This is an extended side project I took in the free time I had while taking a semester course on AI.
Spoiler : This will just scratch on all concepts (almost) and if you are here for the detailed account of things, well, peace!
AI – Agents and Environments
An agent is anything that can perceive its environment through sensors and acts upon that environment through affectors.
Rules to classify a piece of technology as an agent
1] Ability to perceive environment
2]Ability to use that observation to make decision : In some cases an agent’s responses improve over time as the agent learns.
This could take the form of developing procedural knowledge (learning “how”)
or storing declarative knowledge (learning “what”).
3] That decision will result in positive action : RATIONAL ACTIONS IE, it must be the best possible action to carry out to a goal or task assigned to it. For instance, humans are quiet the opposite, we can carry out options based on emotions, thereby we are NOT rational.

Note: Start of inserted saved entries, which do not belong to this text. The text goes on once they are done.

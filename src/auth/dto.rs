use serde::{Deserialize, Serialize};

use crate::auth::repo_types::User;

/// Request body for user registration.
#[derive(Debug, Deserialize)]
pub struct RegisterRequest {
    pub username: String,
    pub email: String,
    pub password: String,
}

/// Request body for login.
#[derive(Debug, Deserialize)]
pub struct LoginRequest {
    pub email: String,
    pub password: String,
}

/// Request body for token refresh.
#[derive(Debug, Deserialize)]
pub struct RefreshRequest {
    pub refresh_token: String,
}

/// Response returned after login or refresh.
#[derive(Debug, Serialize)]
pub struct AuthResponse {
    pub access_token: String,
    pub refresh_token: String,
    pub user: PublicUser,
    pub redirect_to: &'static str,
}

#[derive(Debug, Serialize)]
pub struct RegisterResponse {
    pub user: PublicUser,
    pub message: &'static str,
    pub redirect_to: &'static str,
}

#[derive(Debug, Serialize)]
pub struct LogoutResponse {
    pub redirect_to: &'static str,
}

/// Public part of the user returned to the client.
#[derive(Debug, Serialize)]
pub struct PublicUser {
    pub id: i64,
    pub username: String,
    pub email: String,
    pub is_admin: bool,
}

impl From<User> for PublicUser {
    fn from(u: User) -> Self {
        Self {
            id: u.id,
            username: u.username,
            email: u.email,
            is_admin: u.is_admin,
        }
    }
}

Now come to think of it, what really carries forth the AI ? That provides for the foundation of it’s entire working principle- Feedback ! Good and bad feedback on it’s every action to corresponding changes in the environment. This enables it to “learn” and get better at what it is aimed to do. A more relevant example is that of modern day games. While most characters inside the game are dynamic objects with scripted play on screen-time, there are certain characters, objects that respond to user action and sequences, that makes the game more responsive. Mario the classic ! isn’t really intelligent (no offence) . The agents in it are mere scripts in object representation, not having the ability to respond to user action.Whilst characters in a fight sequence in the Assassins creed series or Witcher III are more advanced ones, with the ability to ‘respond‘. Talking about AI in games, its a surprisingly interesting topic. Here’s a little something to start you of on it. Ever wondered what would happen if multiple AI within a single game, both equipped with the power of understanding the environment carry out actions and stumble upon common ground ? Ever wondered what would happen to a game franchise such as the Assassins creed had AI so vastly learning and improving over chapters that they turn out to do humanly impossible feat against the players, thereby breaking the image around which the game is built. While doing research on the same in the internet I stumbled across this awesome startup piece on AI, here have a look
The Turing test
Can computers think ? If so, what amount of thinking is the right amount of thinking?

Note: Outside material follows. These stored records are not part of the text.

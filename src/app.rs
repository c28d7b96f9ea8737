use std::net::SocketAddr;

use axum::{http::header, routing::get, Json, Router};
use serde::Serialize;
use tower_http::{
    cors::CorsLayer,
    set_header::SetResponseHeaderLayer,
    trace::TraceLayer,
};

use crate::state::AppState;
use crate::{auth, foods, meals};

#[derive(Debug, Serialize)]
pub struct Home {
    pub name: &'static str,
    pub register: &'static str,
    pub login: &'static str,
}

async fn home() -> Json<Home> {
    Json(Home {
        name: "caltrack",
        register: "/register",
        login: "/login",
    })
}

pub fn build_app(state: AppState) -> Router {
    Router::new()
        .nest(
            "/api/v1",
            Router::new()
                .route("/", get(home))
                .route("/health", get(|| async { "ok" }))
                .merge(auth::router())
                .merge(meals::router())
                .merge(foods::router()),
        )
        .with_state(state)
        .layer(SetResponseHeaderLayer::overriding(
            header::CACHE_CONTROL,
            header::HeaderValue::from_static("no-store"),
        ))
        .layer(CorsLayer::permissive())
        .layer(
            TraceLayer::new_for_http()
                .make_span_with(|req: &axum::http::Request<_>| {
                    let method = req.method().clone();
                    let uri = req.uri().clone();
                    tracing::info_span!("http_request", %method, uri = %uri, status = tracing::field::Empty)
                })
                .on_response(
                    |res: &axum::http::Response<_>,
                     _latency: std::time::Duration,
                     span: &tracing::Span| {
                        let status = res.status();
                        span.record("status", tracing::field::display(status));
                        if status.is_server_error() {
                            tracing::error!(%status, "response");
                        } else {
                            tracing::info!(%status, "response");
                        }
                    },
                ),
        )
}

pub async fn serve(app: Router) -> anyhow::Result<()> {
    let addr: SocketAddr = format!(
        "{}:{}",
        std::env::var("APP_HOST").unwrap_or_else(|_| "0.0.0.0".into()),
        std::env::var("APP_PORT").unwrap_or_else(|_| "8080".into())
    )
    .parse()?;

    tracing::info!("listening on {}", addr);
    let listener = tokio::net::TcpListener::bind(addr).await?;
    axum::serve(listener, app).await?;
    Ok(())
}

#[cfg(test)]
mod tests {
    use super::*;

    #[tokio::test]
    async fn router_builds_with_all_routes() {
        let _app = build_app(AppState::in_memory());
        let Json(h) = home().await;
        assert_eq!(h.login, "/login");
    }
}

In the year 1950, Allan Turing devised this test for defining a system to be a AI. Technically a test for intelligence in a computer, requiring that a human being should be unable to distinguish the machine from another human being by using the replies to questions put to both. But that was a long time ago, and many loopholes such as adding funny gestures and trickery lets the system pass the test. At the same time, immensely more intelligent systems found in our phones and computers as sub-programs or as mentioned above, AI in games have no way of passing the test. So it time to amend it? Maybe !
Perception in AI
An all important field in AI is perception of the AI to its environment. I have come up with a short flow-chart on the same bordering along the more important details.
Now I am guessing its safe to assume everything else pardoning semantic and syntactic analysis is self explanatory, I will go ahead and explain the latter.
Another level of analysis is called semantic analysis. In contrast to the
parsing process, which merely identifies the grammatical role of each word,
semantic analysis is charged with the task of identifying the semantic role of
each word in the statement. Semantic analysis seeks to identify such things as
the action described, the agent of that action (which might or might not be the
subject of the sentence), and the object of the action. It is through semantic
analysis that the sentences “Mary gave John a birthday card” and “John got a
birthday card from Mary” would be recognized as saying the same thing.
In syntactic analysis, the major component is parsing. The ability to understand the subject in context of the sentence.
The development of reasoning abilities within a machine has been a topic of
research for many years. One of the results of this research is the recognition
that there is a large class of reasoning problems with common characteristics.
These common characteristics are isolated in an abstract entity known as a
production system. Now the production system is broadly classified into three more components (with sub-components) .
- A collection of states : Each vital point in the run-time of the program is a state. Like how start and end of a journey are vital points in its description, we similarly define them for a program.
- A collection of productions : A production is an operation
that can be performed in the application environment to move from one
state to another. Along with the complexities of the movement from one state to another, it must additionally also not clash with existing rules and other production units even though it might not be explicitly mentioned as necessary for proceeding to different states.
- A control system : So that is where control systems come in. They consists of the logic that solves the problem of moving from the start state to goal state. At each step in the process control system must decide which of these productions whose preconditions are satisfied to be applied next.
A note-worthy concept in control systems is that of the problem space, it is defined as collection of all the states, productions, and preconditions in a production system.
Now wouldn’t such a concept be best understood visually , it is brought about by state graphs, which do just the same!
A state graph consists of a collection of nodes representing the states in the system connected by arrows representing the productions that shift the system from one state to another.
Well seems this has already extended on to become a large article, so will leave it here for now. In future posts you can expect a continuation on this article and certain insights into AI in games. Until next ciao.